* [WHAT THIS TASK INVOLVES]: Match on the string "main" in the entries below and return every matching line.

* [INFORMATION]:
mod common;

use common::{scratch, touch, write, Recorder, COMPILE_ERROR, LINK_ERROR};
use incg::shader::{BuildError, FileKey, ProgramSource, ShaderLoader, StageType};
use std::path::Path;

const VERT: &str = "#version 330 core\n#pragma incg_include \"common.glsl\"\nvoid main() {}\n";
const FRAG: &str = "#version 330 core\nout vec4 frag;\nvoid main() { frag = vec4(1.); }\n";
const COMMON: &str = "uniform mat4 viewMatrix;\nuniform mat4 projMatrix;\n";

fn program(dir: &Path, name: &str) -> ProgramSource {
  ProgramSource::glsl(vec![
    (StageType::VertexShader, dir.join(format!("{}.vert", name))),
    (StageType::FragmentShader, dir.join(format!("{}.frag", name))),
  ])
}

fn setup(dir: &Path, names: &[&str]) {
  write(&dir.join("common.glsl"), COMMON);

  for name in names {
    write(&dir.join(format!("{}.vert", name)), VERT);
    write(&dir.join(format!("{}.frag", name)), FRAG);
  }
}

#[test]
fn nothing_to_reload_after_a_build() {
  let dir = scratch("fresh");
  write(&dir.join("a.vert"), "#version 330 core\nvoid main() {}\n");
  write(&dir.join("a.frag"), FRAG);

  let mut backend = Recorder::default();
  let mut loader = ShaderLoader::new();
  loader.declare(&mut backend, "a", program(&dir, "a")).unwrap();

  assert!(!loader.requires_reload());
}

#[test]
fn touched_files_require_reload_until_reloaded() {
  let dir = scratch("touch");
  setup(&dir, &["p"]);

  let mut backend = Recorder::default();
  let mut loader = ShaderLoader::new();
  loader.declare(&mut backend, "p", program(&dir, "p")).unwrap();

  for file in &["p.vert", "p.frag", "common.glsl"] {
    touch(&dir.join(file));
    assert!(loader.requires_reload(), "{} should trigger a reload", file);
    assert!(loader.requires_reload());

    assert!(loader.reload_all(&mut backend).is_empty());
    assert!(!loader.requires_reload());
  }
}

#[test]
fn include_change_swaps_program() {
  let dir = scratch("swap");
  setup(&dir, &["a"]);

  let mut backend = Recorder::default();
  let mut loader = ShaderLoader::new();
  let before = loader.declare(&mut backend, "P", program(&dir, "a")).unwrap();

  write(&dir.join("common.glsl"), "uniform mat4 viewMatrix;\n");
  assert!(loader.requires_reload());

  let failures = loader.reload_all(&mut backend);
  assert!(failures.is_empty());
  assert_ne!(loader.handle("P"), Some(before));
  assert!(!loader.requires_reload());

  // the old program was released along the way
  assert_eq!(backend.programs_alive.get(), 1);
  assert_eq!(backend.stages_alive.get(), 0);
}

#[test]
fn broken_program_keeps_previous_handle() {
  let dir = scratch("broken");
  setup(&dir, &["p", "q"]);

  let mut backend = Recorder::default();
  let mut loader = ShaderLoader::new();
  let p = loader.declare(&mut backend, "P", program(&dir, "p")).unwrap();
  let q = loader.declare(&mut backend, "Q", program(&dir, "q")).unwrap();

  write(
    &dir.join("q.frag"),
    &format!("#version 330 core\nout vec4 frag;\n{}\n", COMPILE_ERROR),
  );
  touch(&dir.join("common.glsl"));

  let failures = loader.reload_all(&mut backend);

  assert_eq!(loader.handle("Q"), Some(q));
  assert_ne!(loader.handle("P"), Some(p));
  assert_eq!(failures.len(), 1);
  assert_eq!(failures[0].name, "Q");

  match failures[0].error {
    BuildError::CompileError {
      stage,
      ref path,
      ref log,
    } => {
      assert_eq!(stage, StageType::FragmentShader);
      assert_eq!(path, &dir.join("q.frag"));
      assert_eq!(log.header(), "q.frag");
      assert!(log.annotated().starts_with(&format!("{}(3) :", dir.join("q.frag").display())));
    }
    ref e => panic!("expected a compile error, got {:?}", e),
  }

  let message = failures[0].error.to_string();
  assert!(message.contains("q.frag"));

  // nothing half-built is left behind
  assert_eq!(backend.stages_alive.get(), 0);
  assert_eq!(backend.programs_alive.get(), 2);

  // the failed attempt read the files: no reload until they change again
  assert!(!loader.requires_reload());

  write(&dir.join("q.frag"), FRAG);
  assert!(loader.requires_reload());
  assert!(loader.reload_all(&mut backend).is_empty());
  assert_ne!(loader.handle("Q"), Some(q));
}

#[test]
fn errors_in_includes_name_the_include() {
  let dir = scratch("include-error");
  setup(&dir, &["a"]);

  let mut backend = Recorder::default();
  let mut loader = ShaderLoader::new();
  loader.declare(&mut backend, "a", program(&dir, "a")).unwrap();

  write(&dir.join("common.glsl"), &format!("uniform float t;\n{}\n", COMPILE_ERROR));
  let failures = loader.reload_all(&mut backend);

  assert_eq!(failures.len(), 1);
  match failures[0].error {
    BuildError::CompileError { ref log, .. } => {
      assert_eq!(log.header(), "a.vert");
      assert_eq!(
        log.annotated(),
        format!(
          "{}(2) : error C0000: syntax error, unexpected #error",
          dir.join("common.glsl").display()
        )
      );
    }
    ref e => panic!("expected a compile error, got {:?}", e),
  }
}

#[test]
fn link_errors_name_every_stage() {
  let dir = scratch("link");
  write(&dir.join("a.vert"), &format!("#version 330 core\n{}\n", LINK_ERROR));
  write(&dir.join("a.frag"), FRAG);

  let mut backend = Recorder::default();
  let mut loader = ShaderLoader::new();

  match loader.declare(&mut backend, "a", program(&dir, "a")) {
    Err(BuildError::LinkError { files, log }) => {
      assert_eq!(files, vec![dir.join("a.vert"), dir.join("a.frag")]);
      assert_eq!(log.header(), "a.vert & a.frag");
    }
    other => panic!("expected a link error, got {:?}", other),
  }

  assert_eq!(backend.stages_alive.get(), 0);
  assert_eq!(backend.programs_alive.get(), 0);
}

#[test]
fn first_build_failure_is_reported() {
  let dir = scratch("first");
  write(&dir.join("a.frag"), FRAG);

  let mut backend = Recorder::default();
  let mut loader = ShaderLoader::new();

  match loader.declare(&mut backend, "a", program(&dir, "a")) {
    Err(BuildError::FileNotFound { path, .. }) => assert_eq!(path, dir.join("a.vert")),
    other => panic!("expected a missing file, got {:?}", other),
  }

  assert_eq!(loader.handle("a"), None);
  assert_eq!(loader.names().count(), 0);
}

#[test]
fn names_are_declared_once() {
  let dir = scratch("twice");
  setup(&dir, &["a"]);

  let mut backend = Recorder::default();
  let mut loader = ShaderLoader::new();
  loader.declare(&mut backend, "a", program(&dir, "a")).unwrap();

  match loader.declare(&mut backend, "a", program(&dir, "a")) {
    Err(BuildError::AlreadyDeclared(name)) => assert_eq!(name, "a"),
    other => panic!("expected a duplicate, got {:?}", other),
  }
}

#[test]
fn binary_programs() {
  let dir = scratch("binary");
  std::fs::write(dir.join("prog.bin"), b"\xde\xad\xbe\xef").unwrap();
  std::fs::write(dir.join("empty.bin"), b"").unwrap();

  let mut backend = Recorder::default();
  let mut loader = ShaderLoader::new();
  let before = loader
    .declare(&mut backend, "bin", ProgramSource::Binary(dir.join("prog.bin")))
    .unwrap();

  match loader.declare(&mut backend, "empty", ProgramSource::Binary(dir.join("empty.bin"))) {
    Err(BuildError::UnsupportedFormat) => (),
    other => panic!("expected an unsupported format, got {:?}", other),
  }

  // binaries are watched too
  touch(&dir.join("prog.bin"));
  assert!(loader.requires_reload());
  assert!(loader.reload_all(&mut backend).is_empty());
  assert_ne!(loader.handle("bin"), Some(before));
  assert!(backend.compiled.is_empty());
}

#[test]
fn spirv_stages() {
  let dir = scratch("spirv");
  std::fs::write(dir.join("a.vert.spv"), b"\x03\x02\x23\x07").unwrap();
  std::fs::write(dir.join("a.frag.spv"), b"").unwrap();

  let mut backend = Recorder::default();
  let mut loader = ShaderLoader::new();
  let source = ProgramSource::spirv(vec![
    (StageType::VertexShader, dir.join("a.vert.spv")),
    (StageType::FragmentShader, dir.join("a.frag.spv")),
  ]);

  match loader.declare(&mut backend, "a", source) {
    Err(BuildError::UnsupportedFormat) => (),
    other => panic!("expected an unsupported format, got {:?}", other),
  }

  assert_eq!(backend.stages_alive.get(), 0);
}

#[test]
fn dropping_the_loader_releases_programs() {
  let dir = scratch("drop");
  setup(&dir, &["a", "b"]);

  let mut backend = Recorder::default();
  let mut loader = ShaderLoader::new();
  loader.declare(&mut backend, "a", program(&dir, "a")).unwrap();
  loader.declare(&mut backend, "b", program(&dir, "b")).unwrap();
  assert_eq!(backend.programs_alive.get(), 2);

  drop(loader);
  assert_eq!(backend.programs_alive.get(), 0);
}

#[test]
fn same_named_files_alias_by_default() {
  let dir = scratch("alias");
  std::fs::create_dir_all(dir.join("one")).unwrap();
  std::fs::create_dir_all(dir.join("two")).unwrap();
  write(&dir.join("one/common.glsl"), COMMON);
  write(&dir.join("two/common.glsl"), COMMON);
  write(&dir.join("one/a.vert"), VERT);
  write(&dir.join("two/a.frag"), "#version 330 core\n#pragma incg_include \"common.glsl\"\n");

  let mut backend = Recorder::default();
  let source = ProgramSource::glsl(vec![
    (StageType::VertexShader, dir.join("one/a.vert")),
    (StageType::FragmentShader, dir.join("two/a.frag")),
  ]);

  let mut by_name = ShaderLoader::new();
  by_name.declare(&mut backend, "a", source.clone()).unwrap();
  assert_eq!(by_name.files().len(), 3);
  assert!(!by_name.requires_reload());

  let mut by_path = ShaderLoader::with_file_key(FileKey::FullPath);
  by_path.declare(&mut backend, "a", source).unwrap();
  assert_eq!(by_path.files().len(), 4);
}

#[test]
fn missing_file_aborts_only_its_program() {
  let dir = scratch("missing");
  setup(&dir, &["p", "q"]);

  let mut backend = Recorder::default();
  let mut loader = ShaderLoader::new();
  let p = loader.declare(&mut backend, "P", program(&dir, "p")).unwrap();
  let q = loader.declare(&mut backend, "Q", program(&dir, "q")).unwrap();

  std::fs::remove_file(dir.join("q.frag")).unwrap();
  touch(&dir.join("common.glsl"));

  let failures = loader.reload_all(&mut backend);

  assert_eq!(loader.handle("Q"), Some(q));
  assert_ne!(loader.handle("P"), Some(p));
  assert_eq!(failures.len(), 1);
  assert_eq!(failures[0].name, "Q");

  match failures[0].error {
    BuildError::FileNotFound { ref path, .. } => assert_eq!(path, &dir.join("q.frag")),
    ref e => panic!("expected a missing file, got {:?}", e),
  }

  assert_eq!(backend.stages_alive.get(), 0);
  assert_eq!(backend.programs_alive.get(), 2);
  assert!(!loader.requires_reload());
}

#[test]
fn full_path_include_created_after_a_failed_reload() {
  let dir = scratch("late-include");
  setup(&dir, &["a"]);

  // not canonical, so that the path as written and the canonical one differ
  let src = dir.join(".");

  let mut backend = Recorder::default();
  let mut loader = ShaderLoader::with_file_key(FileKey::FullPath);
  let before = loader.declare(&mut backend, "a", program(&src, "a")).unwrap();

  write(
    &dir.join("a.vert"),
    "#version 330 core\n#pragma incg_include \"common.glsl\"\n#pragma incg_include \"new.glsl\"\n",
  );
  assert!(loader.requires_reload());

  let failures = loader.reload_all(&mut backend);
  assert_eq!(failures.len(), 1);
  match failures[0].error {
    BuildError::FileNotFound { ref path, .. } => assert_eq!(path, &src.join("new.glsl")),
    ref e => panic!("expected a missing file, got {:?}", e),
  }
  assert_eq!(loader.handle("a"), Some(before));
  assert!(!loader.requires_reload());

  write(&dir.join("new.glsl"), "uniform float t;\n");
  assert!(loader.requires_reload());

  assert!(loader.reload_all(&mut backend).is_empty());
  assert_ne!(loader.handle("a"), Some(before));
  assert_eq!(loader.files().len(), 4);

  for _ in 0..3 {
    assert!(!loader.requires_reload());
  }
}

* [TASK RESULT]:
const VERT: &str = "#version 330 core\n#pragma incg_include \"common.glsl\"\nvoid main() {}\n";
const FRAG: &str = "#version 330 core\nout vec4 frag;\nvoid main() { frag = vec4(1.); }\n";
  write(&dir.join("a.vert"), "#version 330 core\nvoid main() {}\n");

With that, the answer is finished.